Fresno City Council president says 'pansy' should not tell city how to grow

Wednesday, December 17, 2014
Fresno City Council president says a 'pansy' should not tell city how to grow
Fresno's controversial growth plan goes back before the City Council this week, and the council president thinks it's not "masculine" enough.

FRESNO, Calif. (KFSN) -- Fresno's new General Plan, designed to guide growth over the next 20 years, emphasizes building in the downtown and inner city area, with apartments and other forms of high density housing, near public transportation. But City Council President Steve Brandau is among those opposed to the new plan.

"It's the overall focus that this plan has on infill development, which is a high density product, and I'm just not convinced that citizens in the Central Valley and Fresno are really interested in that type of product," he said.

In a recent commentary in the Fresno Bee he described one supporter of such high density growth as: "Some pansy in Sacramento who thinks we need to live closer together and ride the bus."

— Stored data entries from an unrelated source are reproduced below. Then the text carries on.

// Copyright 2025-present Harīṣh Tummalachērla
// SPDX-License-Identifier: Apache-2.0

//! Query execution against one loaded index.
//!
//! The scoring pass keeps two accumulators per document:
//!
//! - `sum`: Σ weight² over every (term, field) match, and
//! - `cnt`: the number of matches, doubling as a state flag — a negative
//!   `cnt` marks the document excluded.
//!
//! Terms combine with AND semantics: a document missing a fully-typed term
//! is excluded outright. The trailing query token gets gentler treatment,
//! since the user is probably still typing it — a document missing it is
//! only penalized (`cnt += 10`, diluting its final score) because some
//! *other* document may contain the finished word. When the trailing token
//! matches nothing at all, the suggestion trie completes it to the
//! best-weighted vocabulary term sharing the prefix, and the completed
//! term's postings score with the same penalty rules.
//!
//! Final score: `sqrt(sum) / cnt * boost`, ranked descending. Equal scores
//! order by ascending doc id, so ranking is stable across runs.
//!
//! # Edge cases
//!
//! - An empty query, or one consisting only of interior stop words, scores
//!   nothing and returns an empty result list — not an error.
//! - A query term absent from the vocabulary (and not completable) is
//!   skipped entirely; it neither excludes nor penalizes anyone.

use crate::index::Index;
use crate::tokenize::tokenize_query;
use crate::types::{DocId, SearchHit, SearchOutcome};

impl Index {
    /// Score `query` against this index and return the ranked results.
    pub fn search(&self, query: &str) -> SearchOutcome {
        let terms = tokenize_query(query);
        let doc_count = self.doc_count();

        let mut sums = vec![0.0_f64; doc_count];
        let mut counts = vec![0_i32; doc_count];

        // A query ending mid-word ("tran") treats its last token as
        // unfinished; one ending in whitespace ("tran ") does not.
        let unfinished_tail = query.chars().next_back().is_some_and(|c| !c.is_whitespace());

        for (i, term) in terms.iter().enumerate() {
            let last_and_unfinished = i == terms.len() - 1 && unfinished_tail;
            let mut suggested = false;

            let mut postings = self.term_postings(&term.stemmed);
            if postings.is_none() && last_and_unfinished {
                let completed = self
                    .complete_term(&term.orig)
                    .or_else(|| self.complete_term(&term.stemmed));
                let Some(completed) = completed else { continue };

                postings = self.term_postings(completed);
                if postings.is_none() {
                    // The trie is built from the same vocabulary as the
                    // postings, so this indicates a corrupted index.
                    tracing::warn!(index = self.id(), term = completed, "completed term has no postings");
                    continue;
                }
                suggested = true;
            }
            let Some(postings) = postings else { continue };

            for doc_index in 0..doc_count {
                if counts[doc_index] < 0 {
                    // Already excluded by an earlier term.
                    continue;
                }

                match postings.get(&DocId(doc_index as u32)) {
                    None => {
                        if !suggested && !last_and_unfinished {
                            counts[doc_index] = -1;
                        } else {
                            counts[doc_index] += 10;
                        }
                    }
                    Some(field_weights) => {
                        for weight in field_weights.values() {
                            sums[doc_index] += weight * weight;
                            counts[doc_index] += 1;
                        }
                    }
                }
            }
        }

        let mut ranked: Vec<(DocId, f64)> = (0..doc_count)
            .filter_map(|doc_index| {
                if counts[doc_index] <= 0 || sums[doc_index] == 0.0 {
                    return None;
                }
                let doc_id = DocId(doc_index as u32);
                let score =
                    sums[doc_index].sqrt() / f64::from(counts[doc_index]) * self.document(doc_id).boost;
                Some((doc_id, score))
            })
            .collect();
        ranked.sort_by(|a, b| b.1.total_cmp(&a.1).then_with(|| a.0.cmp(&b.0)));

        let hash = ranked
            .iter()
            .map(|(doc_id, _)| doc_id.0.to_string())
            .collect::<Vec<_>>()
            .join("-");

        let results = ranked
            .into_iter()
            .map(|(doc_id, score)| SearchHit {
                id: doc_id,
                doc: self.document(doc_id).clone(),
                score,
                index_id: self.id().to_string(),
            })
            .collect();

        SearchOutcome {
            hash,
            query: terms,
            results,
        }
    }
}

He defended his choice of the word. He said, "So I chose the word pansy, I thought about it a very long time, and I thought, the truth is, what I wanted to get is that we have elites in Sacramento and San Francisco that want to dictate what happens in Fresno, and they don't know anything about Fresno."

Webster's Dictionary describes the word pansy as a disparaging term, for a weak or effeminate man or boy.

Sandra Celedon-Castro, a community activist with the group Building Health Communities, says such name calling is not appropriate.

"Well I think it was a perfect example of what we've been talking about in the last couple of weeks and how our city government, our city decision makers are completely disregarding and disrespecting community members," she said.

Celedon-Castro generally supports the concept behind the city plan, but has been lobbying to give the community more time to study it.

Brandau says the fact many escape the Bay Area for Fresno supports his argument against it.

"As a businessman I've got a lot of customers who moved from South San Francisco and San Jose, they retire there, immediately they move to Fresno. Why? Because they can buy a bigger home, they can have a huge yard, they can have their families. It's wonderful, that's one thing we have going for us in the Central Valley," he said.

Fresno Mayor Ashley Swearengin is a strong backer of the plan and hopes a majority of the seven men on the City Council will approve it at Thursday's meeting.